O Livro dos Salmos é dividido em 5 partes, assim como o Pentateuco. Da mesma maneira, muita semelhança há entre Moisés e David. Enquanto o primeiro é o maior dos profetas, o último é o maior dos reis. Ambos faleceram no Shabat a tarde. A Lei de Moisés transmite a palavra de Deus; os Salmos, o temor aos Céus. Através das amostras de Providência e Onisciência Divina, castigo e recompensa, eternidade da alma, virtudes de caráter e inúmeras profecias sobre o futuro do povo de Israel, o Tehilim se torna um verdadeiro monumento à teshuvá (retorno a Deus).
De acordo com a tradição, o Tehilim teve a participação de outros dez co-autores: Adão, Malkitzedec, Abraão, Moisés, Heiman, Yedutun, Assaf e os três filhos de Corach. Mesmo assim, em geral, o livro é atribuído a David e foi ele quem recebeu o título de “Naim Zemirot Yisrael”, o “Agradável cantor de Israel”.
O grande sábio, Rabi Yeshaia Halevi Horovitz, em sua obra, o Shalá, escreve: “Quem deseja que sua alma se apegue a Deus, Bendito seja, deve apegar-se ao livro do Tehihm, já que este contém cânticos, louvores ao Criador, pedidos de perdão e expiação, tudo conforme a orientação do Altíssimo a David. Feliz daquele que lê os Salmos com alegria, canto e devoção sincera”.
O Zohar HaKadosh ensina que “a partir da meia-noite, os anjos abrem o Livro dos Salmos e o recitam até a reza matutina”. Segundo o Chidá, Rabi Chaim Yossef David Azulay, “recitar Tehilim todos os dias é comparável ao cumprimento de toda a Torá, além do seu estudo aproximar a redenção”.
O Rebe de Lubavitch anterior, Rabi Yossef ltschac Schneersohn acentua que “a recitação dos Salmos em público surte um efeito incalculável. Não há palavras para descrever o mérito dos participantes deste ato e do prazer que causa nas alturas. Este procedimento atrai bênçãos sobre esposos, esposas, filhos e netos, saúde, fartura e pleno sucesso no que se necessita material e espiritualmente”.

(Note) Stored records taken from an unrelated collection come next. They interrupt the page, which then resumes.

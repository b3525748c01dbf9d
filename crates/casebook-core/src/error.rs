//! Error types for Casebook
//!
//! A missing record is not an error: lookups return `Option` and deletes
//! return `bool`.

use thiserror::Error;

pub type Result<T> = std::result::Result<T, CasebookError>;

#[derive(Error, Debug)]
pub enum CasebookError {
    /// Missing or malformed input, rejected before storage is touched
    #[error("{0}")]
    Validation(String),

    /// A reference to a parent record that does not exist, or another
    /// constraint the storage backend refused
    #[error("{0}")]
    Integrity(String),

    #[error("Database error: {0}")]
    Database(String),

    #[error("Serialization error: {0}")]
    Serialization(String),
}

impl CasebookError {
    /// Whether the caller is at fault (maps to a 400-class response)
    pub fn is_client_error(&self) -> bool {
        matches!(self, CasebookError::Validation(_) | CasebookError::Integrity(_))
    }
}

impl From<serde_json::Error> for CasebookError {
    fn from(e: serde_json::Error) -> Self {
        CasebookError::Serialization(e.to_string())
    }
}

#[cfg(test)]
mod tests {
    use super::*;

    #[test]
    fn test_only_caller_faults_are_client_errors() {
        let errors = [
            CasebookError::Validation("name is required".to_string()),
            CasebookError::Integrity("client_id does not reference an existing client".to_string()),
            CasebookError::Database("pool timed out".to_string()),
            CasebookError::Serialization("trailing comma".to_string()),
        ];
        for err in &errors {
            let expected = match err {
                CasebookError::Validation(_) | CasebookError::Integrity(_) => true,
                CasebookError::Database(_) | CasebookError::Serialization(_) => false,
            };
            assert_eq!(err.is_client_error(), expected, "{err}");
        }
        assert_eq!(errors[0].to_string(), "name is required");
        assert_eq!(errors[2].to_string(), "Database error: pool timed out");
    }
}
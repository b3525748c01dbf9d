//! Storage layer
//!
//! Uses SQLite (via sqlx) when a database URL is configured, otherwise a
//! process-local in-memory store built on DashMap. The choice is made once at
//! startup and both backends sit behind the same `EntityStore` trait.

pub mod db;
pub mod memory;

pub use db::Database;
pub use memory::MemoryStore;

use crate::config::ServerConfig;
use anyhow::{Context, Result};
use casebook_core::ports::EntityStore;
use chrono::{DateTime, Utc};
use std::sync::Arc;
use tracing::{info, warn};

/// Pick and initialize the backend for this process
pub async fn connect(config: &ServerConfig) -> Result<Arc<dyn EntityStore>> {
    match config.database_url.as_deref() {
        Some(url) => {
            info!("Database URL configured, using relational backend");
            let db = Database::connect(url, config.max_connections)
                .await
                .context("Failed to initialize database")?;
            Ok(Arc::new(db))
        }
        None => {
            warn!("No database URL configured, using in-memory backend (data is lost on restart)");
            Ok(Arc::new(MemoryStore::new()))
        }
    }
}

/// Fresh opaque record identifier
pub fn new_id() -> String {
    uuid::Uuid::new_v4().to_string()
}

pub fn now() -> DateTime<Utc> {
    Utc::now()
}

Os sábios dizem que o Rei David orou muito a fim de que os Salmos fossem recitados nas sinagogas e casas de estudo. Pois bem: quem os fala combina o mérito do estudo da reza. David conseguiu, em fervorosas preces, assegurar a recompensa do Estudo dos mais profundos tratados do Talmude àquele que lê os Salmos.

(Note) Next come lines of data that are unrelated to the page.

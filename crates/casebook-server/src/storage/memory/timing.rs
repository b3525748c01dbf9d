use super::{newest_first, MemoryStore};
use crate::storage::{new_id, now};
use async_trait::async_trait;
use casebook_core::ports::TimingStore;
use casebook_core::validate::check_date_order;
use casebook_core::{CasebookError, ItemKind, NewTiming, Result, Timing, TimingPatch};

impl MemoryStore {
    fn insert_timing(&self, kind: ItemKind, timing: NewTiming) -> Result<Timing> {
        let _guard = self.write_guard();
        if !self.items(kind).contains_key(&timing.item_id) {
            return Err(CasebookError::Integrity(format!(
                "{} does not reference an existing {}",
                kind.parent_key(),
                kind
            )));
        }

        let stamp = now();
        let created = Timing {
            id: new_id(),
            kind,
            item_id: timing.item_id,
            start_date: timing.schedule.start_date,
            end_date: timing.schedule.end_date,
            recurrence_interval_months: timing.schedule.recurrence_interval_months,
            notes: timing.schedule.notes,
            created_at: stamp,
            updated_at: stamp,
        };
        self.timing(kind)
            .insert(created.id.clone(), self.stored(created.clone()));
        Ok(created)
    }

    fn patch_timing(&self, kind: ItemKind, id: &str, patch: TimingPatch) -> Result<Option<Timing>> {
        let _guard = self.write_guard();
        let Some(mut entry) = self.timing(kind).get_mut(id) else {
            return Ok(None);
        };
        check_date_order(
            *patch.start_date.resolve(&entry.record.start_date),
            *patch.end_date.resolve(&entry.record.end_date),
        )?;
        patch.apply_to(&mut entry.record);
        entry.record.updated_at = now();
        Ok(Some(entry.record.clone()))
    }

    fn remove_timing(&self, kind: ItemKind, id: &str) -> bool {
        let _guard = self.write_guard();
        self.timing(kind).remove(id).is_some()
    }
}

#[async_trait]
impl TimingStore for MemoryStore {
    async fn list_timing(&self, kind: ItemKind, item_id: Option<&str>) -> Result<Vec<Timing>> {
        Ok(newest_first(self.timing(kind), |timing| {
            item_id.map_or(true, |wanted| timing.item_id == wanted)
        }))
    }

    async fn get_timing(&self, kind: ItemKind, id: &str) -> Result<Option<Timing>> {
        Ok(self.timing(kind).get(id).map(|entry| entry.record.clone()))
    }

    async fn create_timing(&self, kind: ItemKind, timing: NewTiming) -> Result<Timing> {
        self.insert_timing(kind, timing)
    }

    async fn update_timing(
        &self,
        kind: ItemKind,
        id: &str,
        patch: TimingPatch,
    ) -> Result<Option<Timing>> {
        if patch.is_empty() {
            return self.get_timing(kind, id).await;
        }
        self.patch_timing(kind, id, patch)
    }

    async fn delete_timing(&self, kind: ItemKind, id: &str) -> Result<bool> {
        Ok(self.remove_timing(kind, id))
    }
}
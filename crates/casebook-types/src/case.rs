//! Business case types

use crate::Patch;
use chrono::{DateTime, Utc};
use rust_decimal::Decimal;
use serde::{Deserialize, Serialize};

/// Case lifecycle status
#[derive(Debug, Clone, Copy, Default, PartialEq, Eq, Hash, Serialize, Deserialize)]
pub enum CaseStatus {
    Active,
    #[default]
    Planning,
    Review,
}

impl CaseStatus {
    pub const ALL: [CaseStatus; 3] = [CaseStatus::Active, CaseStatus::Planning, CaseStatus::Review];

    pub fn as_str(self) -> &'static str {
        match self {
            Self::Active => "Active",
            Self::Planning => "Planning",
            Self::Review => "Review",
        }
    }

    pub fn from_db_value(value: &str) -> Option<Self> {
        match value {
            "Active" => Some(Self::Active),
            "Planning" => Some(Self::Planning),
            "Review" => Some(Self::Review),
            _ => None,
        }
    }
}

impl std::fmt::Display for CaseStatus {
    fn fmt(&self, f: &mut std::fmt::Formatter<'_>) -> std::fmt::Result {
        f.write_str(self.as_str())
    }
}

/// Reporting cadence of a case
#[derive(Debug, Clone, Copy, PartialEq, Eq, Serialize, Deserialize)]
pub enum TimeBasis {
    Monthly,
    Quarterly,
}

impl TimeBasis {
    pub fn as_str(self) -> &'static str {
        match self {
            Self::Monthly => "Monthly",
            Self::Quarterly => "Quarterly",
        }
    }

    pub fn from_db_value(value: &str) -> Option<Self> {
        match value {
            "Monthly" => Some(Self::Monthly),
            "Quarterly" => Some(Self::Quarterly),
            _ => None,
        }
    }
}

#[derive(Debug, Clone, Copy, PartialEq, Eq, Serialize, Deserialize)]
#[serde(rename_all = "lowercase")]
pub enum DurationUnit {
    Months,
    Quarters,
}

impl DurationUnit {
    pub fn as_str(self) -> &'static str {
        match self {
            Self::Months => "months",
            Self::Quarters => "quarters",
        }
    }

    pub fn from_db_value(value: &str) -> Option<Self> {
        match value {
            "months" => Some(Self::Months),
            "quarters" => Some(Self::Quarters),
            _ => None,
        }
    }
}

/// Business case, enriched with its client's name and tag names
#[derive(Debug, Clone, PartialEq, Serialize, Deserialize)]
pub struct BusinessCase {
    pub id: String,
    pub client_id: String,
    pub client_name: Option<String>,
    pub title: String,
    pub description: Option<String>,
    pub status: CaseStatus,
    pub category: Option<String>,
    pub time_basis: Option<TimeBasis>,
    /// Written as a JSON number, kept exact
    #[serde(with = "rust_decimal::serde::arbitrary_precision_option")]
    pub duration_value: Option<Decimal>,
    pub duration_unit: Option<DurationUnit>,
    pub currency_code: Option<String>,
    /// Sorted by name
    pub tags: Vec<String>,
    pub created_at: DateTime<Utc>,
    pub updated_at: DateTime<Utc>,
}

/// Entry in the shared tag registry
#[derive(Debug, Clone, PartialEq, Serialize, Deserialize)]
pub struct Tag {
    pub id: String,
    pub name: String,
    pub created_at: DateTime<Utc>,
    pub updated_at: DateTime<Utc>,
}

/// Case creation request, before validation.
///
/// Enumerated fields arrive as plain strings so that bad values produce a
/// validation message instead of a deserialization failure.
#[derive(Debug, Clone, Default, Deserialize)]
#[serde(default)]
pub struct NewCaseInput {
    pub client_id: Option<String>,
    pub title: Option<String>,
    pub description: Option<String>,
    pub status: Option<String>,
    pub category: Option<String>,
    pub time_basis: Option<String>,
    pub duration_value: Option<Decimal>,
    pub duration_unit: Option<String>,
    pub currency_code: Option<String>,
    pub tags: Option<Vec<String>>,
}

/// Validated case ready for storage. `tags` is already normalized.
#[derive(Debug, Clone)]
pub struct NewCase {
    pub client_id: String,
    pub title: String,
    pub description: Option<String>,
    pub status: CaseStatus,
    pub category: Option<String>,
    pub time_basis: Option<TimeBasis>,
    pub duration_value: Option<Decimal>,
    pub duration_unit: Option<DurationUnit>,
    pub currency_code: Option<String>,
    pub tags: Vec<String>,
}

/// Case update request, before validation
#[derive(Debug, Clone, Default, Deserialize)]
#[serde(default)]
pub struct CaseUpdateInput {
    pub client_id: Patch<String>,
    pub title: Patch<String>,
    pub description: Patch<Option<String>>,
    pub status: Patch<String>,
    pub category: Patch<Option<String>>,
    pub time_basis: Patch<Option<String>>,
    pub duration_value: Patch<Option<Decimal>>,
    pub duration_unit: Patch<Option<String>>,
    pub currency_code: Patch<Option<String>>,
    pub tags: Patch<Vec<String>>,
}

/// Validated partial case update. A set `tags` replaces every link.
#[derive(Debug, Clone, Default)]
pub struct CasePatch {
    pub client_id: Patch<String>,
    pub title: Patch<String>,
    pub description: Patch<Option<String>>,
    pub status: Patch<CaseStatus>,
    pub category: Patch<Option<String>>,
    pub time_basis: Patch<Option<TimeBasis>>,
    pub duration_value: Patch<Option<Decimal>>,
    pub duration_unit: Patch<Option<DurationUnit>>,
    pub currency_code: Patch<Option<String>>,
    pub tags: Patch<Vec<String>>,
}

impl CasePatch {
    pub fn is_empty(&self) -> bool {
        !(self.client_id.is_set()
            || self.title.is_set()
            || self.description.is_set()
            || self.status.is_set()
            || self.category.is_set()
            || self.time_basis.is_set()
            || self.duration_value.is_set()
            || self.duration_unit.is_set()
            || self.currency_code.is_set()
            || self.tags.is_set())
    }

    /// Apply the column fields to a stored record and hand back the tag
    /// replacement, which lives in a separate relation.
    pub fn apply_columns(self, case: &mut BusinessCase) -> Patch<Vec<String>> {
        self.client_id.apply(&mut case.client_id);
        self.title.apply(&mut case.title);
        self.description.apply(&mut case.description);
        self.status.apply(&mut case.status);
        self.category.apply(&mut case.category);
        self.time_basis.apply(&mut case.time_basis);
        self.duration_value.apply(&mut case.duration_value);
        self.duration_unit.apply(&mut case.duration_unit);
        self.currency_code.apply(&mut case.currency_code);
        self.tags
    }
}

#[cfg(test)]
mod tests {
    use super::*;

    #[test]
    fn test_status_round_trip() {
        for status in CaseStatus::ALL {
            assert_eq!(CaseStatus::from_db_value(status.as_str()), Some(status));
        }
        assert_eq!(CaseStatus::from_db_value("Done"), None);
        assert_eq!(CaseStatus::default(), CaseStatus::Planning);
    }

    #[test]
    fn test_update_input_keeps_absent_fields_unchanged() {
        let input: CaseUpdateInput =
            serde_json::from_str(r#"{"status": "Review", "category": null, "tags": []}"#).unwrap();
        assert_eq!(input.status, Patch::Set("Review".to_string()));
        assert_eq!(input.category, Patch::Set(None));
        assert_eq!(input.tags, Patch::Set(vec![]));
        assert_eq!(input.title, Patch::Unchanged);
        assert_eq!(input.description, Patch::Unchanged);
    }

    #[test]
    fn test_duration_value_accepts_fractions() {
        let input: NewCaseInput =
            serde_json::from_str(r#"{"client_id": "c1", "title": "Pilot", "duration_value": 1.5}"#)
                .unwrap();
        assert_eq!(input.duration_value, Some(Decimal::new(15, 1)));

        let update: CaseUpdateInput =
            serde_json::from_str(r#"{"duration_value": 2.25}"#).unwrap();
        assert_eq!(update.duration_value, Patch::Set(Some(Decimal::new(225, 2))));

        let cleared: CaseUpdateInput = serde_json::from_str(r#"{"duration_value": null}"#).unwrap();
        assert_eq!(cleared.duration_value, Patch::Set(None));
    }

    #[test]
    fn test_duration_value_serializes_as_number() {
        let now = Utc::now();
        let mut case = BusinessCase {
            id: "b1".to_string(),
            client_id: "c1".to_string(),
            client_name: Some("Acme".to_string()),
            title: "Pilot".to_string(),
            description: None,
            status: CaseStatus::Planning,
            category: None,
            time_basis: Some(TimeBasis::Monthly),
            duration_value: Some(Decimal::new(15, 1)),
            duration_unit: Some(DurationUnit::Months),
            currency_code: None,
            tags: vec![],
            created_at: now,
            updated_at: now,
        };
        let value = serde_json::to_value(&case).unwrap();
        assert_eq!(value["duration_value"], serde_json::json!(1.5));

        case.duration_value = None;
        let value = serde_json::to_value(&case).unwrap();
        assert_eq!(value["duration_value"], serde_json::Value::Null);
    }

    #[test]
    fn test_duration_unit_serializes_lowercase() {
        let json = serde_json::to_string(&DurationUnit::Quarters).unwrap();
        assert_eq!(json, r#""quarters""#);
    }
}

Ninguém nega: David é o salmista por excelência do povo judeu. Sua fé, integridade, retidão, contrição e esperança inquebrantável na salvação Divina inspiram a todas as gerações exiladas. Uma nação que, a exemplo de seu líder, nunca se rende ou desespera.
Realmente, desde sua composição, este livro acompanha o povo judeu pela História afora, por onde quer que ande ou viva. Na adversidade é consolo e na opulência, canto de júbilo. Esta obra se transformou em elo entre o Pai e seus filhos através de seu cantor-mor, David.
Pelo acima exposto, não é surpresa que esta obra milenar nos provê com sensibilidade e confiança. Ela nos ajuda a derramar os corações e as lágrimas perante o Eterno na busca pelas cobiçadas bênçãos de paz e felicidade, até a vinda do descendente do Rei David, o justo e tão esperado Mashiach.